Paraneoplastic acral vascular syndrome in a patient with metastatic melanoma under immune checkpoint blockade

Thilo Gambichler, Stefanie Strutzmann, Andrea Tannapfel, Laura Susok
BMC Cancer 2017 May 12, 17 (1): 327

BACKGROUND: Paraneoplastic acral vascular syndrome (PAVS) is a rare phenomenon which is observed in patients with adenocarcinomas and other malignancies. Various potential pathogenic mechanisms such as tumour invasion of sympathetic nerves, hyperviscosity, hypercoagulability, vasoactive tumour-secreted substances, and immunological mechanisms have been suggested.

CASE PRESENTATION: We report a 60-year-old Caucasian male attended our hospital with a bulky lymph node mass in the right axilla. Extirpation of a lymph node conglomerate revealed 5 melanoma lymph node metastases. Computed tomography showed a liver metastasis (diameter: 3.8 cm), several retroperitoneal metastases, bilateral metastases in the lung hilus, and prepectoral subcutaneous metastases (Stage IV; pTx, N3, M1c). Lactate dehydrogenase and S100B were slightly elevated. Combination therapy of nivolumab (1 mg/kg BW) and ipilimumab (3 mg/kg BW) was started. Three weeks after the first combination therapy he developed progressive erythema, paraesthesia and pain on the fingertips of both hands. Both cold and warmth was not well tolerated by the patient. Complete work-up excluded associated conditions or factors such as haematological disorders, rheumatologic disorders, hypertension, diabetes or smoking. Treatment was initiated with prostacyclin 20 μg twice daily and oral prednisolone 50 mg in tapering dosage. However, prostacyclin was stopped after the first applications because the pain increased during infusion. The second course of nivolumab and ipilimumab was administered. About 2 weeks later, the patient presented with increased pain and small subungual necrosis. We treated the patient with oral analgetics and intravenous prednisolone 500 mg in tapering dosage. On digital substraction angiography occlusion of all arteries of the fingers was demonstrated. Further rheologic and anti-melanoma treatments were refused by the patient. About 2 months after the second course of nivolumab and ipilimumab combination therapy several fingers showed severe gangrene which finally led to amputations of end phalanges of several fingers. Histopathology did not reveal evidence for vasculitis or other primary vascular pathologies. During the following 2 months the patient experienced dramatic progress of his metastatic disease and finally died at multi-organ failure.

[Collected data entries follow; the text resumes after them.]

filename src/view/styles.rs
//! Result styling configuration.
//!
//! Directories are blue, executables green, filter matches yellow.

use crate::model::FileKind;
use ratatui::style::{Color, Modifier, Style};

// ===== ColorConfig =====

/// Configuration for color output.
///
/// Determined by the `--no-color` CLI flag and the `NO_COLOR` environment variable.
#[derive(Debug, Clone, Copy, PartialEq, Eq)]
pub struct ColorConfig {
    enabled: bool,
}

impl ColorConfig {
    /// Create a ColorConfig from CLI args and environment.
    ///
    /// Priority (first match wins):
    /// 1. `--no-color` flag (disables colors)
    /// 2. `NO_COLOR` env var (any value disables colors)
    /// 3. Default: colors enabled
    pub fn from_env_and_args(no_color_flag: bool) -> Self {
        let enabled = !no_color_flag && std::env::var("NO_COLOR").is_err();
        Self { enabled }
    }

    /// Colors on.
    pub fn enabled() -> Self {
        Self { enabled: true }
    }

    /// Colors off.
    pub fn disabled() -> Self {
        Self { enabled: false }
    }

    /// Check if colors are enabled.
    pub fn colors_enabled(self) -> bool {
        self.enabled
    }
}

// ===== ResultStyles =====

/// Styles for result rows and the filter highlight.
#[derive(Debug, Clone, Copy, PartialEq, Eq)]
pub struct ResultStyles {
    directory: Style,
    executable: Style,
    highlight: Style,
    key_hint: Style,
}

impl ResultStyles {
    /// Create styles honoring `config`.
    ///
    /// Without colors, kinds are unstyled and the highlight is bold so
    /// matches stay visible.
    pub fn with_color_config(config: ColorConfig) -> Self {
        if config.colors_enabled() {
            Self {
                directory: Style::default().fg(Color::Blue),
                executable: Style::default().fg(Color::Green),
                highlight: Style::default().fg(Color::Yellow),
                key_hint: Style::default()
                    .fg(Color::Yellow)
                    .add_modifier(Modifier::BOLD),
            }
        } else {
            Self {
                directory: Style::default(),
                executable: Style::default(),
                highlight: Style::default().add_modifier(Modifier::BOLD),
                key_hint: Style::default().add_modifier(Modifier::BOLD),
            }
        }
    }

    /// Style for the non-matching parts of a row.
    pub fn style_for_kind(&self, kind: FileKind) -> Style {
        match kind {
            FileKind::Directory => self.directory,
            FileKind::Executable => self.executable,
            FileKind::Other => Style::default(),
        }
    }

    /// Style for filter occurrences.
    pub fn highlight(&self) -> Style {
        self.highlight
    }

    /// Style for key names in the help modal.
    pub fn key_hint(&self) -> Style {
        self.key_hint
    }
}

// ===== Tests =====
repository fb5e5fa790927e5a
//! Configuration module.

pub mod keybindings;
pub mod loader;

pub use keybindings::KeyBindings;
pub use loader::{
    apply_cli_overrides, apply_env_overrides, default_config_path, default_log_path,
    load_config_file, load_config_with_precedence, merge_config, ConfigError, ConfigFile,
    ResolvedConfig,
};
//! Input region widget: the active prompt, or the current filter.

use super::constants::TEXT_INDENT;
use crate::state::{FilterState, PromptEditor};
use ratatui::{
    buffer::Buffer,
    layout::{Position, Rect},
    style::{Modifier, Style},
    text::{Line, Span},
    widgets::{Block, Borders, Paragraph, Widget},
};
use unicode_width::UnicodeWidthStr;

/// Input region contents.
pub enum PromptBar<'a> {
    /// A prompt is collecting text.
    Editing(&'a PromptEditor),
    /// No prompt; show the filter in effect, if any.
    Idle(&'a FilterState),
}

impl PromptBar<'_> {
    /// Terminal cursor position at the end of the typed text.
    ///
    /// `None` when idle. Clamped to the region's inner right edge.
    pub fn cursor_position(&self, area: Rect) -> Option<Position> {
        let PromptBar::Editing(editor) = self else {
            return None;
        };
        let inner = Block::default().borders(Borders::ALL).inner(area);
        if inner.width == 0 || inner.height == 0 {
            return None;
        }
        let typed = editor.label().width() + editor.buffer().width();
        let offset = u16::try_from(typed)
            .unwrap_or(u16::MAX)
            .saturating_add(TEXT_INDENT);
        let x = inner.x.saturating_add(offset).min(inner.right() - 1);
        Some(Position::new(x, inner.y))
    }
}

impl Widget for PromptBar<'_> {
    fn render(self, area: Rect, buf: &mut Buffer) {
        let indent = " ".repeat(usize::from(TEXT_INDENT));
        let line = match self {
            PromptBar::Editing(editor) => Line::from(vec![
                Span::raw(indent),
                Span::styled(editor.label(), Style::default().add_modifier(Modifier::BOLD)),
                Span::raw(editor.buffer()),
            ]),
            PromptBar::Idle(filter) if filter.is_active() => Line::from(vec![
                Span::raw(indent),
                Span::styled("filter: ", Style::default().add_modifier(Modifier::DIM)),
                Span::raw(filter.pattern()),
            ]),
            PromptBar::Idle(_) => Line::default(),
        };

        Paragraph::new(line)
            .block(Block::default().borders(Borders::ALL))
            .render(area, buf);
    }
}
//! Tracing subscriber initialization.
//!
//! The terminal belongs to the TUI, so logs go to a file. Follow them with
//! `tail -f` from another terminal.

use std::path::{Path, PathBuf};
use thiserror::Error;

/// Error type for logging initialization failures.
#[derive(Debug, Error)]
pub enum LoggingError {
    /// Failed to create log directory
    #[error("Failed to create log directory at {path:?}: {source}")]
    DirectoryCreation {
        /// The directory path that failed to be created
        path: PathBuf,
        /// The underlying I/O error
        #[source]
        source: std::io::Error,
    },

    /// Invalid log file path (no filename component)
    #[error("Invalid log file path: {0:?}")]
    InvalidPath(PathBuf),

    /// Log path has no parent directory
    #[error("Log path has no parent directory: {0:?}")]
    NoParentDirectory(PathBuf),

    /// Tracing subscriber already initialized
    #[error("Tracing subscriber already initialized")]
    SubscriberAlreadySet,
}

/// Initialize the tracing subscriber with file-based logging.
///
/// Respects `RUST_LOG`, defaults to "info". Creates the log directory if
/// it doesn't exist.
///
/// # Errors
///
/// Fails if the directory cannot be created, the path has no file name,
/// or a global subscriber is already installed.
pub fn init(log_path: &Path) -> Result<(), LoggingError> {
    use tracing_subscriber::EnvFilter;

    let file_name = log_path
        .file_name()
        .and_then(|n| n.to_str())
        .ok_or_else(|| LoggingError::InvalidPath(log_path.to_path_buf()))?;

    let directory = log_path
        .parent()
        .ok_or_else(|| LoggingError::NoParentDirectory(log_path.to_path_buf()))?;

    // A bare file name has an empty parent: log next to the working directory.
    let directory = if directory.as_os_str().is_empty() {
        Path::new(".")
    } else {
        directory
    };

    std::fs::create_dir_all(directory).map_err(|source| LoggingError::DirectoryCreation {
        path: directory.to_path_buf(),
        source,
    })?;

    let file_appender = tracing_appender::rolling::never(directory, file_name);

    let env_filter = EnvFilter::try_from_default_env().unwrap_or_else(|_| EnvFilter::new("info"));

    tracing_subscriber::fmt()
        .with_env_filter(env_filter)
        .with_writer(file_appender)
        .with_ansi(false)
        .try_init()
        .map_err(|_| LoggingError::SubscriberAlreadySet)
}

CONCLUSION: Presence of rapidly progressive digital ischemia in an elderly patient with cancer should always raise clinical suspicion of a paraneoplastic phenomenon when other possible causes have been excluded. In patients treated with immune checkpoint inhibitors such as CTLA-4 and PD-L1 blockers PVAS-like events have not been reported so far. However, it is debatable whether immune checkpoint blockade may play a pathogenetic role in the development of PAVS in patients with malignancies.